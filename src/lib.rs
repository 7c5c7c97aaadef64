//! CortexPool: a persistent, graph-structured memory engine for a
//! conversational agent (spec §1). Stores facts as typed edges between
//! named entities, stratifies them by lifetime tier, and — given a set of
//! current conversation topics — returns a bounded, ranked pool of the
//! facts most relevant to that context.
//!
//! [`CortexEngine`] wires together the independently-usable subsystem
//! crates (`cortexpool-entities`, `cortexpool-memory`, `cortexpool-graph`,
//! `cortexpool-retrieval`, `cortexpool-consolidation`, `cortexpool-session`)
//! into the single entry point described by spec §2's data-flow diagram.

use std::sync::Arc;

use cortexpool_core::config::CortexConfig;
use cortexpool_core::errors::CortexResult;
use cortexpool_core::ids::{EntityId, FactId};
use cortexpool_core::models::{Entity, EntityType, Fact, ExportDocument};
use cortexpool_core::traits::IPersistenceAdapter;
use cortexpool_consolidation::{Consolidator, ReflectionReport};
use cortexpool_entities::{EntityResolver, MergeSuggestion};
use cortexpool_memory::{AddFactInput, FactStore};
use cortexpool_retrieval::{HydratedFact, RetrievalPipeline};
use cortexpool_session::CoReferenceTracker;
use cortexpool_storage::SqliteAdapter;

/// Installs a `tracing-subscriber` env-filter subscriber. Optional: a
/// library does not install a global subscriber on its own, so embedding
/// applications call this only if they want CortexPool's own `tracing`
/// spans surfaced (spec §9 ambient stack).
pub fn init_tracing() {
    let _ = tracing_subscriber::fmt()
        .with_env_filter(tracing_subscriber::EnvFilter::from_default_env())
        .try_init();
}

/// The single-owner facade over every CortexPool subsystem (spec §5: not
/// `Sync`-wrapped internally — callers serialize access themselves).
pub struct CortexEngine {
    adapter: Arc<dyn IPersistenceAdapter>,
    resolver: EntityResolver,
    facts: FactStore,
    retrieval: RetrievalPipeline,
    consolidator: Consolidator,
    co_references: CoReferenceTracker,
    current_topics: Option<Vec<String>>,
    config: CortexConfig,
}

impl CortexEngine {
    /// Opens (or creates) a SQLite-backed engine at `path` (use `:memory:`
    /// for a transient instance).
    pub fn open(path: &str, config: CortexConfig) -> CortexResult<Self> {
        let adapter: Arc<dyn IPersistenceAdapter> = Arc::new(SqliteAdapter::open(path)?);
        Ok(Self::from_adapter(adapter, config))
    }

    fn from_adapter(adapter: Arc<dyn IPersistenceAdapter>, config: CortexConfig) -> Self {
        Self {
            resolver: EntityResolver::new(adapter.clone()),
            facts: FactStore::new(adapter.clone(), config.decay.clone()),
            retrieval: RetrievalPipeline::new(adapter.clone(), config.retrieval.clone()),
            consolidator: Consolidator::new(adapter.clone(), config.decay.clone(), config.consolidation.clone()),
            co_references: CoReferenceTracker::new(adapter.clone(), config.session.clone()),
            current_topics: None,
            config,
            adapter,
        }
    }

    // --- Entity Resolver (spec §4.2) ---

    pub fn resolve_entity(&self, query: &str) -> CortexResult<Option<Entity>> {
        self.resolver.resolve_entity(query)
    }

    pub fn add_entity(&self, name: &str, entity_type: EntityType, confidence: f64) -> CortexResult<Entity> {
        self.resolver.add_entity(name, entity_type, confidence)
    }

    pub fn find_fuzzy_matches(&self, query: &str, threshold: f64) -> CortexResult<Vec<(Entity, f64)>> {
        self.resolver.find_fuzzy_matches(query, threshold)
    }

    pub fn suggest_entity_merges(&self, threshold: f64) -> CortexResult<Vec<MergeSuggestion>> {
        self.resolver.suggest_entity_merges(threshold)
    }

    // --- Fact Store (spec §4.3) ---

    pub fn add_fact(&self, input: AddFactInput) -> CortexResult<Fact> {
        self.facts.add_fact(input)
    }

    pub fn use_fact(&self, id: FactId) -> CortexResult<Fact> {
        self.facts.use_fact(id)
    }

    pub fn bulk_add(&self, inputs: Vec<AddFactInput>) -> CortexResult<Vec<Fact>> {
        self.facts.bulk_add(inputs)
    }

    // --- Retrieval Pipeline (spec §4.6) ---

    /// spec §2 data flow: `topics -> resolve entities -> seed activation ->
    /// spread -> score every fact -> pick top K -> write pool snapshot ->
    /// return enriched facts`.
    pub fn retrieve(&mut self, topics: &[String]) -> CortexResult<Vec<HydratedFact>> {
        self.current_topics = Some(topics.to_vec());
        self.retrieval.retrieve(topics, self.config.retrieval.pool_size)
    }

    pub fn retrieve_with_pool_size(&mut self, topics: &[String], pool_size: usize) -> CortexResult<Vec<HydratedFact>> {
        self.current_topics = Some(topics.to_vec());
        self.retrieval.retrieve(topics, pool_size)
    }

    // --- Reflection/Maintenance (spec §4.7, §4.9) ---

    /// spec §4.7 `reflect()`. Refreshes the pool against the most recently
    /// retrieved topics, if any (spec §4.7 step 5).
    pub fn reflect(&mut self) -> CortexResult<ReflectionReport> {
        let topics = self.current_topics.clone();
        self.consolidator.reflect(
            topics.as_deref(),
            Some(&mut self.retrieval),
            self.config.retrieval.pool_size,
        )
    }

    pub fn cleanup_expired_episodic(&self) -> CortexResult<i64> {
        cortexpool_consolidation::cleanup_expired_episodic(self.adapter.as_ref())
    }

    // --- Co-reference Tracker (spec §4.8) ---

    pub fn add_co_reference(&self, pronoun: &str, entity_id: EntityId, context: &str) -> CortexResult<()> {
        self.co_references.add_co_reference(pronoun, entity_id, context)
    }

    pub fn resolve_co_reference(&self, pronoun: &str, current_context: &[String]) -> CortexResult<Option<Entity>> {
        self.co_references.resolve_co_reference(pronoun, current_context)
    }

    // --- Export (spec §6) ---

    pub fn export(&self) -> CortexResult<ExportDocument> {
        self.adapter.export()
    }
}

#[cfg(test)]
mod tests {
    use super::*;
    use cortexpool_core::models::Tier;

    fn engine() -> CortexEngine {
        CortexEngine::open(":memory:", CortexConfig::default()).unwrap()
    }

    #[test]
    fn add_fact_then_retrieve_surfaces_the_fact() {
        let mut eng = engine();
        eng.add_fact(AddFactInput::new("William", "is", "a developer")).unwrap();

        let results = eng.retrieve(&["William".to_string()]).unwrap();
        assert!(!results.is_empty());
        assert_eq!(results[0].subject.canonical_name, "william");
    }

    #[test]
    fn reflect_after_retrieve_refreshes_the_pool() {
        let mut eng = engine();
        eng.add_fact(AddFactInput::new("William", "is", "a developer")).unwrap();
        eng.retrieve(&["William".to_string()]).unwrap();

        let report = eng.reflect().unwrap();
        assert_eq!(report.contradictions, 0);
    }

    #[test]
    fn expired_episodic_fact_is_evicted_explicitly() {
        let eng = engine();
        eng.add_fact(
            AddFactInput::new("William", "mentioned", "the weather")
                .with_tier(Tier::Episodic),
        )
        .unwrap();
        // default episodic TTL is 7 days out, so nothing is evicted yet.
        assert_eq!(eng.cleanup_expired_episodic().unwrap(), 0);
    }
}
use crate::errors::CortexResult;
use crate::ids::FactId;

/// Pluggable external embedder (spec §6 "Vector embedder (optional)").
///
/// The only async boundary in the core (spec §5): everything else in the
/// engine is synchronous and local.
#[allow(async_fn_in_trait)]
pub trait IVectorBackend: Send + Sync {
    /// `embed(text) -> vector<float, dimensions>`.
    async fn embed(&self, text: &str) -> CortexResult<Vec<f32>>;

    /// `searchByVector(queryText, limit) -> [(factId, score)]`.
    async fn search_by_vector(
        &self,
        query_text: &str,
        limit: usize,
    ) -> CortexResult<Vec<(FactId, f64)>>;
}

• Exercise details
Using the records above, repeat exactly the lines from the first one through the line with "use cortexpool_core::errors::CortexResult;".

• Your response
filename src/lib.rs
repository 7c5c7c97aaadef64
//! CortexPool: a persistent, graph-structured memory engine for a
//! conversational agent (spec §1). Stores facts as typed edges between
//! named entities, stratifies them by lifetime tier, and — given a set of
//! current conversation topics — returns a bounded, ranked pool of the
//! facts most relevant to that context.
//!
//! [`CortexEngine`] wires together the independently-usable subsystem
//! crates (`cortexpool-entities`, `cortexpool-memory`, `cortexpool-graph`,
//! `cortexpool-retrieval`, `cortexpool-consolidation`, `cortexpool-session`)
//! into the single entry point described by spec §2's data-flow diagram.

use std::sync::Arc;

use cortexpool_core::config::CortexConfig;
use cortexpool_core::errors::CortexResult;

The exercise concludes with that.